*Goal of the exercise*
Please repeat the listing exactly, starting at its first line and stopping after the line that contains "the wire and".
⁂
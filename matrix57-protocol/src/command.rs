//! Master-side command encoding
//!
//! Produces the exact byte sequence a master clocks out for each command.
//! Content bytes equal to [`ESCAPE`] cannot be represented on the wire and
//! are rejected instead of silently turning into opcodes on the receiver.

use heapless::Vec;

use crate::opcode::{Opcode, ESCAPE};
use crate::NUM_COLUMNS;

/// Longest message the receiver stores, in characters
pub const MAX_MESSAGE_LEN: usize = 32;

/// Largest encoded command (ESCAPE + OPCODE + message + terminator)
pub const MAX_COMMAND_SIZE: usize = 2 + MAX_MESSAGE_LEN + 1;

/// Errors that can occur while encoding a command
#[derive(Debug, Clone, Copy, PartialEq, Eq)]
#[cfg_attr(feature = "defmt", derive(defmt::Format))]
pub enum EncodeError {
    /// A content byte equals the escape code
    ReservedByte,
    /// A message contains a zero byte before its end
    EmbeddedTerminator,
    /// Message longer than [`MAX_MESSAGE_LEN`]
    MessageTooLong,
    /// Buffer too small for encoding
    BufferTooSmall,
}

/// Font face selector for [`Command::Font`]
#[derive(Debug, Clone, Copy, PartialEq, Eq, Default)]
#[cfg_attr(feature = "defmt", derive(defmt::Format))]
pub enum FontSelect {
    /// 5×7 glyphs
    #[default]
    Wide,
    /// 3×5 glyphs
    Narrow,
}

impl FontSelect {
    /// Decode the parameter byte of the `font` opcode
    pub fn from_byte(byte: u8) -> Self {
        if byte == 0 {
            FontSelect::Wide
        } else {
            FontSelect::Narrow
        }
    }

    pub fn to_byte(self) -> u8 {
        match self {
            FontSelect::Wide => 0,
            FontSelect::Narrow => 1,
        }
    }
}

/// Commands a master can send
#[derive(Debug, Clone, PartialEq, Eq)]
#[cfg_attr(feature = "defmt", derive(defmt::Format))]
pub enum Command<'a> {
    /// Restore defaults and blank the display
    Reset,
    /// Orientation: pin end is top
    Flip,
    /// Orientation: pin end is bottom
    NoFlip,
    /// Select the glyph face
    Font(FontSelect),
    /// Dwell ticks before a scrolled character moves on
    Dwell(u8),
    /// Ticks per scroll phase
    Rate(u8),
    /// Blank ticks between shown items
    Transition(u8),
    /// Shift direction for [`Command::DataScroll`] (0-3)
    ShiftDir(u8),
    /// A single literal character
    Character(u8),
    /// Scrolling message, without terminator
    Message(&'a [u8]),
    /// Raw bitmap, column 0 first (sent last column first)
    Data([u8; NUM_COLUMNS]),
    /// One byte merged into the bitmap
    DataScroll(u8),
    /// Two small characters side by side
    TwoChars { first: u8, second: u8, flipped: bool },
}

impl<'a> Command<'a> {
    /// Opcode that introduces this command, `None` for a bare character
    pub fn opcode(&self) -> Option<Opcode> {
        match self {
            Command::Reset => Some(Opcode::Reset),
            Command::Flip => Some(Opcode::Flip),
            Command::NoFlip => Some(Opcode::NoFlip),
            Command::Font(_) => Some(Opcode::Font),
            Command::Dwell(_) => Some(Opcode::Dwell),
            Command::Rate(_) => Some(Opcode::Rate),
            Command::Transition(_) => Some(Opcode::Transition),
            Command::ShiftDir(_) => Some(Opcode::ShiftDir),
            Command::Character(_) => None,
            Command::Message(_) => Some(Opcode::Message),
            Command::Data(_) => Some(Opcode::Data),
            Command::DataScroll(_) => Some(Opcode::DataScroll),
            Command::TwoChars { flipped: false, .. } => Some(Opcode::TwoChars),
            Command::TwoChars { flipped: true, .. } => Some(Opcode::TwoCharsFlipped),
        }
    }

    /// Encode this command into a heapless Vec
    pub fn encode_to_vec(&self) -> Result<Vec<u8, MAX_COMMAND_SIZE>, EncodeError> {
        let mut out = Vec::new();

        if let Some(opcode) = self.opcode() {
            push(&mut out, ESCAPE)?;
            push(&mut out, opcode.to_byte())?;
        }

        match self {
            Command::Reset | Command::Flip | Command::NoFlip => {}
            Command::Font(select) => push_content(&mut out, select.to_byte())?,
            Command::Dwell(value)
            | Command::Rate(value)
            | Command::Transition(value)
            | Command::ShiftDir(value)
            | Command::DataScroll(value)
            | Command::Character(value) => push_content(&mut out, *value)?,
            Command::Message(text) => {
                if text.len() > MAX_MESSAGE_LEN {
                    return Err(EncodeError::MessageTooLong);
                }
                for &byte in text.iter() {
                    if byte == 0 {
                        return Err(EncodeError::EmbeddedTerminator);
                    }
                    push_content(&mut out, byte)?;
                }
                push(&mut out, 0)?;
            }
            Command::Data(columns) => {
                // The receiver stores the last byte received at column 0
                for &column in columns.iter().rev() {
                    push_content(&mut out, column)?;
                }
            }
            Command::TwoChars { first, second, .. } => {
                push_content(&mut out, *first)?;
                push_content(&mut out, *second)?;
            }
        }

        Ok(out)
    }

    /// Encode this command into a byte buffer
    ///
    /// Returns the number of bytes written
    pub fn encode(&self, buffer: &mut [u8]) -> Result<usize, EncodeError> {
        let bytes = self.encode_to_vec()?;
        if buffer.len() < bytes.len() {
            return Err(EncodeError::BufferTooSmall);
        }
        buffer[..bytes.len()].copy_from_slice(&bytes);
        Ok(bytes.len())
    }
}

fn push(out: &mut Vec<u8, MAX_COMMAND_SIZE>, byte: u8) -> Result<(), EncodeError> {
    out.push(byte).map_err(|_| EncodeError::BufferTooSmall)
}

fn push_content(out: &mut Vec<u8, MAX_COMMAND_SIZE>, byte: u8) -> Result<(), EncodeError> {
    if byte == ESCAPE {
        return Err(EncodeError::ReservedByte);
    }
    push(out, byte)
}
⁂
*Solution*
filename matrix57-protocol/src/command.rs
//! Master-side command encoding
//!
//! Produces the exact byte sequence a master clocks out for each command.
//! Content bytes equal to [`ESCAPE`] cannot be represented on the wire and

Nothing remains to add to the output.